DR ROBERTSON: This is being evaluated in the ongoing SoFEA trial, in which the aromatase inhibitor is continued and fulvestrant is added on in the hope that by keeping down the estradiol level, more fulvestrant will compete with the receptor and perhaps give a better initial response or even longer-term control. But I’m not sure that we’re going to see the result of this study in our lifetime.

Theoretically, fulvestrant with an aromatase inhibitor is as good as any other option. The problem with this combined approach is that we have no human data for any combination. We have nothing to suggest that this combination will be better.

Track 18

DR LOVE: What’s the evidence supporting a loading dose of fulvestrant?
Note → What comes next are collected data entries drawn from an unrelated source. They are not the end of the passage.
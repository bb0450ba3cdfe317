//! Change summaries for audit logging
//!
//! Compares the JSON form of an entity before and after an edit and lists
//! the top-level fields that changed.

use serde_json::{Map, Value};

/// Longest string shown verbatim in a change summary
const MAX_STRING_CHARS: usize = 50;

/// Describe the differences between two JSON values
///
/// Returns `None` when nothing changed.
pub fn generate_diff(before: &Value, after: &Value) -> Option<String> {
    let changes = match (before, after) {
        (Value::Object(before_obj), Value::Object(after_obj)) => {
            object_changes(before_obj, after_obj)
        }
        _ if before != after => vec![format!(
            "{} -> {}",
            format_value(before),
            format_value(after)
        )],
        _ => Vec::new(),
    };

    if changes.is_empty() {
        None
    } else {
        Some(changes.join(", "))
    }
}

fn object_changes(before: &Map<String, Value>, after: &Map<String, Value>) -> Vec<String> {
    let mut changes = Vec::new();

    for (key, before_val) in before {
        match after.get(key) {
            Some(after_val) if after_val != before_val => changes.push(format!(
                "{}: {} -> {}",
                key,
                format_value(before_val),
                format_value(after_val)
            )),
            Some(_) => {}
            None => changes.push(format!("{}: {} -> (removed)", key, format_value(before_val))),
        }
    }

    for (key, after_val) in after {
        if !before.contains_key(key) {
            changes.push(format!("{}: (added) -> {}", key, format_value(after_val)));
        }
    }

    changes
}

/// Format a JSON value for a change summary
fn format_value(value: &Value) -> String {
    match value {
        Value::Null => "null".to_string(),
        Value::Bool(b) => b.to_string(),
        Value::Number(n) => n.to_string(),
        Value::String(s) if s.chars().count() > MAX_STRING_CHARS => {
            let head: String = s.chars().take(MAX_STRING_CHARS - 3).collect();
            format!("\"{}...\"", head)
        }
        Value::String(s) => format!("\"{}\"", s),
        Value::Array(arr) => format!("[{} entries]", arr.len()),
        Value::Object(obj) => format!("{{{} fields}}", obj.len()),
    }
}
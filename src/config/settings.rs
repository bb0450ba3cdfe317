//! Ledger display settings
//!
//! Settings travel inside the ledger document (and therefore inside exports)
//! rather than in a separate config file.

use serde::{Deserialize, Serialize};

use crate::models::Amount;

/// Pesos per dollar used when no rate has been configured
pub const DEFAULT_EXCHANGE_RATE: f64 = 350.0;

/// Display settings stored with the ledger
#[derive(Debug, Clone, Copy, PartialEq, Serialize, Deserialize)]
#[serde(rename_all = "camelCase")]
pub struct Settings {
    /// ARS per USD, used to show dollar equivalents
    #[serde(default = "default_exchange_rate")]
    pub exchange_rate: Amount,

    /// Whether totals are also shown in USD
    #[serde(default, rename = "showUSD")]
    pub show_usd: bool,
}

fn default_exchange_rate() -> Amount {
    Amount::new(DEFAULT_EXCHANGE_RATE)
}

impl Default for Settings {
    fn default() -> Self {
        Self {
            exchange_rate: default_exchange_rate(),
            show_usd: false,
        }
    }
}

impl Settings {
    /// The rate to convert with, if USD display is on and the rate is usable
    pub fn usd_rate(&self) -> Option<Amount> {
        (self.show_usd && self.exchange_rate.is_positive()).then_some(self.exchange_rate)
    }
}

#[cfg(test)]
mod tests {
    use super::*;

    #[test]
    fn test_default_settings() {
        let settings = Settings::default();
        assert_eq!(settings.exchange_rate.value(), 350.0);
        assert!(!settings.show_usd);
        assert!(settings.usd_rate().is_none());
    }

    #[test]
    fn test_usd_rate_requires_positive_rate() {
        let mut settings = Settings {
            exchange_rate: Amount::from(1000.0),
            show_usd: true,
        };
        assert_eq!(settings.usd_rate(), Some(Amount::from(1000.0)));

        settings.exchange_rate = Amount::zero();
        assert!(settings.usd_rate().is_none());
    }

    #[test]
    fn test_serde_names_and_defaults() {
        let json = serde_json::to_value(Settings::default()).unwrap();
        assert_eq!(json["exchangeRate"], 350.0);
        assert_eq!(json["showUSD"], false);

        let partial: Settings = serde_json::from_str(r#"{"showUSD": true}"#).unwrap();
        assert!(partial.show_usd);
        assert_eq!(partial.exchange_rate.value(), 350.0);
    }
}
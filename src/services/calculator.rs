//! Ledger arithmetic
//!
//! Pure functions deriving line, expense and aggregate totals. Operands are
//! already coerced to finite numbers by [`Amount`], so nothing here can fail
//! or produce NaN.

use crate::config::Settings;
use crate::models::{Amount, BillingRule, Expense, Item, Summary};

/// Total for one income line: `quantity * price_per_unit`
pub fn line_total(item: &Item) -> Amount {
    item.quantity * item.price_per_unit
}

/// Total for one expense according to its category's billing rule
///
/// A day-rated expense without a day count totals zero.
pub fn expense_total(expense: &Expense) -> Amount {
    match expense.category.billing_rule() {
        BillingRule::DayRate => expense.price * expense.days.unwrap_or_default(),
        BillingRule::Flat => expense.price,
    }
}

/// Sum of all line totals
pub fn subtotal(items: &[Item]) -> Amount {
    items.iter().map(line_total).sum()
}

/// Sum of all expense totals
pub fn total_expenses(expenses: &[Expense]) -> Amount {
    expenses.iter().map(expense_total).sum()
}

/// Derived totals for an items/expenses pair
pub fn snapshot_summary(items: &[Item], expenses: &[Expense]) -> Summary {
    Summary::new(subtotal(items), total_expenses(expenses))
}

/// Totals of the live ledger, with USD equivalents when enabled
#[derive(Debug, Clone, Copy, PartialEq)]
pub struct LedgerTotals {
    /// Totals in the ledger currency
    pub summary: Summary,
    /// Same totals divided by the exchange rate, if USD display is on
    pub usd: Option<Summary>,
}

/// Compute the live totals under the given settings
pub fn ledger_totals(items: &[Item], expenses: &[Expense], settings: &Settings) -> LedgerTotals {
    let summary = snapshot_summary(items, expenses);
    let usd = settings
        .usd_rate()
        .and_then(|rate| summary.converted(rate));
    LedgerTotals { summary, usd }
}

#[cfg(test)]
mod tests {
    use super::*;
    use crate::models::{ExpenseCategory, Measure};

    fn item(quantity: f64, price: f64) -> Item {
        Item::new("Line", price, quantity, Measure::Unit)
    }

    #[test]
    fn test_line_total() {
        assert_eq!(line_total(&item(10.0, 20.0)).value(), 200.0);
        assert_eq!(line_total(&item(0.5, 20.0)).value(), 10.0);
    }

    #[test]
    fn test_line_total_with_non_numeric_quantity() {
        let item: Item =
            serde_json::from_str(r#"{"quantity":"x","pricePerUnit":5}"#).unwrap();
        assert_eq!(line_total(&item).value(), 0.0);
    }

    #[test]
    fn test_line_total_with_missing_fields() {
        let item: Item = serde_json::from_str(r#"{"description":"blank"}"#).unwrap();
        assert!(line_total(&item).is_zero());
    }

    #[test]
    fn test_salary_expense_total() {
        let expense = Expense::new(
            "Team",
            ExpenseCategory::Salaries,
            1000.0,
            Some(Amount::from(30.0)),
        );
        assert_eq!(expense_total(&expense).value(), 30000.0);
    }

    #[test]
    fn test_flat_expense_total() {
        let expense = Expense::new("Paper", ExpenseCategory::General, 500.0, None);
        assert_eq!(expense_total(&expense).value(), 500.0);

        let other = Expense::new("Misc", ExpenseCategory::Other, 75.5, Some(Amount::from(3.0)));
        assert_eq!(expense_total(&other).value(), 75.5);
    }

    #[test]
    fn test_salary_without_days_is_zero() {
        let expense: Expense =
            serde_json::from_str(r#"{"category":"Salaries","price":1000}"#).unwrap();
        assert!(expense.days.is_none());
        assert!(expense_total(&expense).is_zero());
    }

    #[test]
    fn test_empty_summary() {
        let summary = snapshot_summary(&[], &[]);
        assert_eq!(summary, Summary::default());
    }

    #[test]
    fn test_summary_net_balance() {
        let items = vec![item(10.0, 20.0), item(2.0, 50.0)];
        let expenses = vec![
            Expense::new("Paper", ExpenseCategory::General, 120.0, None),
            Expense::new("Help", ExpenseCategory::Salaries, 10.0, Some(Amount::from(1.5))),
        ];

        let summary = snapshot_summary(&items, &expenses);
        assert_eq!(summary.subtotal().value(), 300.0);
        assert_eq!(summary.total_expenses().value(), 135.0);
        assert_eq!(summary.net_balance(), summary.subtotal() - summary.total_expenses());
        assert_eq!(summary.net_balance().value(), 165.0);
    }

    #[test]
    fn test_ledger_totals_usd() {
        let items = vec![item(1.0, 700.0)];
        let mut settings = Settings::default();

        let totals = ledger_totals(&items, &[], &settings);
        assert!(totals.usd.is_none());

        settings.show_usd = true;
        let totals = ledger_totals(&items, &[], &settings);
        assert_eq!(totals.usd.unwrap().subtotal().value(), 2.0);
    }
}
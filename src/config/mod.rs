//! Configuration module for fincalc
//!
//! This module provides configuration management including:
//! - XDG-compliant path resolution
//! - Ledger display settings (exchange rate, USD toggle)
//! - Diagnostic logging setup

pub mod logging;
pub mod paths;
pub mod settings;

pub use logging::init_tracing;
pub use paths::FincalcPaths;
pub use settings::Settings;
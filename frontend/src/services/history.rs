use gloo_net::http::Request;

use common::model::history::HistoryItem;

use super::ServiceError;

/// Lists past analyses from `url`.
pub async fn fetch_history(url: &str) -> Result<Vec<HistoryItem>, ServiceError> {
    let response = Request::get(url).send().await?;
    if !response.ok() {
        return Err(ServiceError::Status(response.status()));
    }
    Ok(response.json::<Vec<HistoryItem>>().await?)
}
//! Layout for the grouped "current vs. optimized budget" bar chart.
//!
//! Only the numbers live here; the frontend turns them into SVG.

use num_format::{Locale, ToFormattedString};

use crate::model::analysis::AdAllocation;

/// Number of intervals between gridlines on the value axis.
pub const TICK_INTERVALS: usize = 5;

#[derive(Debug, Clone, PartialEq)]
pub struct BarGroup {
    pub label: String,
    pub current: f64,
    pub suggested: f64,
}

#[derive(Debug, Clone, PartialEq)]
pub struct BudgetChart {
    pub groups: Vec<BarGroup>,
    pub axis_max: f64,
    pub tick_step: f64,
}

impl BudgetChart {
    pub fn from_allocations(allocations: &[AdAllocation]) -> Self {
        let groups: Vec<BarGroup> = allocations
            .iter()
            .map(|a| BarGroup {
                label: a.name.clone(),
                current: sanitize(a.current_budget),
                suggested: sanitize(a.algo_suggested_budget),
            })
            .collect();

        let max = groups
            .iter()
            .flat_map(|g| [g.current, g.suggested])
            .fold(0.0_f64, f64::max);
        let tick_step = nice_step(max / TICK_INTERVALS as f64);

        Self {
            groups,
            axis_max: tick_step * TICK_INTERVALS as f64,
            tick_step,
        }
    }

    /// Gridline values from zero up to and including `axis_max`.
    pub fn ticks(&self) -> Vec<f64> {
        (0..=TICK_INTERVALS)
            .map(|i| self.tick_step * i as f64)
            .collect()
    }

    /// Dollar label for axis ticks and bar tooltips. Cents are shown once the
    /// gridlines are less than a dollar apart.
    pub fn dollar_label(&self, value: f64) -> String {
        format_dollars(value, self.tick_step < 1.0)
    }

    /// Height of `value` as a fraction of the plot area, in `[0, 1]`.
    pub fn fraction(&self, value: f64) -> f64 {
        (sanitize(value) / self.axis_max).clamp(0.0, 1.0)
    }
}

/// Dollar amount with thousands separators, e.g. `$12,500` or `$0.50`.
/// Negative and non-finite amounts read as zero.
pub fn format_dollars(amount: f64, with_cents: bool) -> String {
    let amount = sanitize(amount);
    if with_cents {
        let cents = (amount * 100.0).round() as u64;
        format!(
            "${}.{:02}",
            (cents / 100).to_formatted_string(&Locale::en),
            cents % 100
        )
    } else {
        format!("${}", (amount.round() as u64).to_formatted_string(&Locale::en))
    }
}

fn sanitize(value: f64) -> f64 {
    if value.is_finite() && value > 0.0 { value } else { 0.0 }
}

/// Smallest 1, 2 or 5 times a power of ten that is at least `raw`.
fn nice_step(raw: f64) -> f64 {
    if !raw.is_finite() || raw <= 0.0 {
        return 1.0;
    }
    let exponent = raw.log10().floor() as i32;
    let base = 10f64.powi(exponent);
    let scaled = raw / base;
    let nice = if scaled <= 1.0 {
        1.0
    } else if scaled <= 2.0 {
        2.0
    } else if scaled <= 5.0 {
        5.0
    } else {
        10.0
    };
    nice * base
}
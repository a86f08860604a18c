use serde::{Deserialize, Serialize};
use serde_json::Value;

/// A past analysis as returned by the history endpoint.
#[derive(Debug, Clone, PartialEq, Serialize, Deserialize)]
pub struct HistoryItem {
    pub campaign_name: String,
    /// ISO-8601 timestamp, formatted with the browser locale when shown.
    pub created_at: String,
    #[serde(default)]
    pub input_data: Value,
    #[serde(default)]
    pub gpt_response: Value,
}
DR ROBERTSON: First, tamoxifen reaches a steady state at two weeks, whereas fulvestrant can take up to four or five months to reach a steady state.

Another issue, which I believe makes people slightly uncomfortable, is that in the second-line study, fulvestrant was just as good as anastrozole after tamoxifen (Howell 2002; Osborne 2002).

The first-line study, however, had two problems. Although it was a randomized study, 10 percent more people were assigned to fulvestrant versus tamoxifen.

In addition, in the intention-to-treat population, the time-to-progression curve for the initial fulvestrant arm drops down much more quickly than the curve for tamoxifen, and then, after the first six months, it runs parallel to tamoxifen. It makes one think that perhaps the drug is not on board in that first six months.

The question is: why would you see this in the first-line and not the second-line setting? You could argue that some of those patients in the second-line setting may be having a tamoxifen withdrawal effect while the fulvestrant levels are going up.

DR HAYES: I would argue that this drug clearly has a dose-response curve. Kent’s trials demonstrated that the lower dose had to be dropped because it was ineffective (Osborne 2002).

In addition, I don’t know any drug we use for which we don’t want to use the right dose. It’s clear from the pharmacokinetics of this drug that if you use the loading dose, you reach what should be acceptable levels faster. We don’t use a loading dose for tamoxifen because patients take it every day.

Track 21

DR LOVE: Hal, what investigational strategies are being pursued with fulvestrant?

DR BURSTEIN: We have a wealth of endocrine options coming forward. How to integrate fulvestrant is one of them. Many of us are starting to think about it in the adjuvant setting.

What’s disappointing is that we don’t really have a surrogate, short of a large, randomized, prospective study that will take a decade to finish, to tell us what to do with this drug.

It’s at the fundamental level of failure of what our laboratory correlative studies have allowed us to do so far because we’re still left having to resort to tremendously large studies to answer these questions. It’s a real barrier for more rapid integration.

The question is: fulvestrant with or without an aromatase inhibitor or fulvestrant after an aromatase inhibitor in the adjuvant setting or combinations thereof ?

Track 22

DR LOVE: Eric, can you talk about the delayed fulvestrant trial?

DR WINER: This is not fully hashed out by any means.

We’ve prepared a concept of a trial looking at fulvestrant in the extended adjuvant setting for women who have received five years of an aromatase inhibitor or who have received tamoxifen followed by some amount of an aromatase inhibitor.

The concept would be to compare fulvestrant with either no therapy or a placebo in those women and potentially allow women to start on the therapy even after a break of a year or two or three years, with the idea that whenever a woman with ER-positive breast cancer starts a new endocrine therapy, a benefit and a decrease in events may occur.